An advantage of the non-financial aspect is that it allows the time for training. We all
know that training is one of those areas which consume a lot of money in the beginning.
The immediate profits associated with the same might not be as much as compared to the
amount of money put into doing it. But, the non-financial aspect gives respect to the
long-term advantages associated with the training. This is generally not given any
attention from the financial point of view which considers only the short run.
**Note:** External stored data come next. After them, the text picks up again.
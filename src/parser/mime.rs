//! MIME structure walking: part listing and on-demand part extraction.

use chrono::{DateTime, Utc};
use mail_parser::{MessageParser, MimeHeaders, PartType};

use crate::error::{Result, SyncError};
use crate::model::{Disposition, Part, PartRef};

/// Header-level facts about a message plus its leaf parts.
#[derive(Debug, Clone)]
pub struct ParsedMessage {
    /// `Message-ID` without angle brackets, as mail-parser reports it.
    pub message_id: Option<String>,
    /// Parsed `Date:` header.
    pub date: Option<DateTime<Utc>>,
    pub parts: Vec<Part>,
}

/// Parse a complete raw message (headers + body) and list its leaf parts.
///
/// Returns `None` when the bytes are not a parseable message at all.
pub fn parse_message(raw_message: &[u8]) -> Option<ParsedMessage> {
    let msg = MessageParser::default().parse(skip_bom(raw_message))?;

    let date = msg
        .date()
        .and_then(|d| DateTime::from_timestamp(d.to_timestamp(), 0));

    Some(ParsedMessage {
        message_id: msg.message_id().map(String::from),
        date,
        parts: list_parts_from_parsed(&msg),
    })
}

/// List leaf parts of a raw message. Unparseable input yields no parts.
pub fn list_parts(raw_message: &[u8]) -> Vec<Part> {
    parse_message(raw_message)
        .map(|parsed| parsed.parts)
        .unwrap_or_default()
}

/// Decode the content of the part `part_ref` points at.
pub fn extract_part(raw_message: &[u8], part_ref: PartRef) -> Result<Vec<u8>> {
    let msg = MessageParser::default()
        .parse(skip_bom(raw_message))
        .ok_or_else(|| SyncError::Network("Fetched message could not be parsed".into()))?;

    msg.parts
        .get(part_ref.0)
        .filter(|part| !matches!(part.body, PartType::Multipart(_)))
        .map(|part| part.contents().to_vec())
        .ok_or_else(|| SyncError::Network(format!("Part {} not found in message", part_ref.0)))
}

fn list_parts_from_parsed(msg: &mail_parser::Message<'_>) -> Vec<Part> {
    msg.parts
        .iter()
        .enumerate()
        .filter(|(_, part)| !matches!(part.body, PartType::Multipart(_)))
        .map(|(idx, part)| {
            let disposition = part
                .content_disposition()
                .map(|d| Disposition::parse(d.ctype()))
                .unwrap_or(Disposition::Unspecified);

            let content_type = part.content_type().map(|ct| match ct.subtype() {
                Some(sub) => format!("{}/{}", ct.ctype(), sub),
                None => ct.ctype().to_string(),
            });

            Part {
                disposition,
                filename: part
                    .attachment_name()
                    .map(str::trim)
                    .filter(|n| !n.is_empty())
                    .map(String::from),
                content_type,
                part_ref: PartRef(idx),
            }
        })
        .collect()
}

/// Drop a UTF-8 byte-order mark some servers leave in front of the message.
fn skip_bom(data: &[u8]) -> &[u8] {
    data.strip_prefix(&[0xEF, 0xBB, 0xBF]).unwrap_or(data)
}

#[cfg(test)]
mod tests {
    use super::*;

    const MULTIPART: &str = "From: Sender <sender@example.com>\r\n\
To: me@example.com\r\n\
Subject: Invoice\r\n\
Message-ID: <inv-1@example.com>\r\n\
Date: Tue, 02 Jan 2024 10:00:00 +0000\r\n\
MIME-Version: 1.0\r\n\
Content-Type: multipart/mixed; boundary=\"XYZ\"\r\n\
\r\n\
--XYZ\r\n\
Content-Type: text/plain; charset=utf-8\r\n\
\r\n\
See attached.\r\n\
--XYZ\r\n\
Content-Type: application/pdf; name=\"invoice.pdf\"\r\n\
Content-Disposition: attachment; filename=\"invoice.pdf\"\r\n\
Content-Transfer-Encoding: base64\r\n\
\r\n\
JVBERi0xLjQK\r\n\
--XYZ\r\n\
Content-Type: image/png\r\n\
Content-Disposition: inline; filename=\"logo.png\"\r\n\
Content-Transfer-Encoding: base64\r\n\
\r\n\
iVBORw0K\r\n\
--XYZ--\r\n";

    #[test]
    fn test_parse_headers() {
        let parsed = parse_message(MULTIPART.as_bytes()).unwrap();
        assert_eq!(parsed.message_id.as_deref(), Some("inv-1@example.com"));
        assert_eq!(
            parsed.date.map(|d| d.to_rfc3339()),
            Some("2024-01-02T10:00:00+00:00".to_string())
        );
    }

    #[test]
    fn test_list_parts_dispositions() {
        let parts = list_parts(MULTIPART.as_bytes());
        let attachments: Vec<&Part> = parts
            .iter()
            .filter(|p| p.disposition == Disposition::Attachment)
            .collect();
        assert_eq!(attachments.len(), 1);
        assert_eq!(attachments[0].filename.as_deref(), Some("invoice.pdf"));
        assert_eq!(
            attachments[0].content_type.as_deref(),
            Some("application/pdf")
        );

        let inline = parts
            .iter()
            .find(|p| p.disposition == Disposition::Inline)
            .unwrap();
        assert_eq!(inline.filename.as_deref(), Some("logo.png"));
    }

    #[test]
    fn test_extract_part_decodes_base64() {
        let parts = list_parts(MULTIPART.as_bytes());
        let pdf = parts
            .iter()
            .find(|p| p.filename.as_deref() == Some("invoice.pdf"))
            .unwrap();
        let data = extract_part(MULTIPART.as_bytes(), pdf.part_ref).unwrap();
        assert_eq!(data, b"%PDF-1.4\n");
    }

    #[test]
    fn test_extract_missing_part() {
        assert!(extract_part(MULTIPART.as_bytes(), PartRef(99)).is_err());
    }

    #[test]
    fn test_plain_message_has_no_attachments() {
        let raw = b"Subject: hi\r\n\r\nJust text\r\n";
        let parts = list_parts(raw);
        assert!(parts
            .iter()
            .all(|p| p.disposition != Disposition::Attachment));
    }
}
The non-financial aspects build a reputation for a company. It helps a company take up
strategies like cost-differentiation. These strategies are extremely helpful in making a
company the cost leader in the market. The financial perspective might never give any
room for the same. Under the dynamic environment of today, it become a must for
companies to look for strategies like this.
Conclusion
As most of the companies of today have further strengthened and even widened their
visions, simply looking for the monetary profits as a part of the performance
measurement criterion is not worth mush scope. As for example, technology has been
advancing at a tremendous pace these days. This is because; organizations are putting in a
huge amount of money in Research and development. If the companies follow the
economic value added approach or the activity-based costing approach, they would not
have the heart to invest to such large extents. In the short-term, they can have a good flow
of cash with them, but as we have seen companies like Procter & Gamble advance to
such great extents, success at the international level can only come through investment in
technology.
So, the method of financial performance measurement is not viable in the current era. It is
certainly better to use the non-financial aspects of performance measurement as we have
seen. The reason for the same is that they aim for the development of the total quality of
4. the products. In this era of completion where the product life cycles are dependent on the
efficiency of the companies to be able to maintain their products in the market,
companies need to focus more on customer satisfaction than anything else. This is
possible to a larger extent in non-financial performance measurement.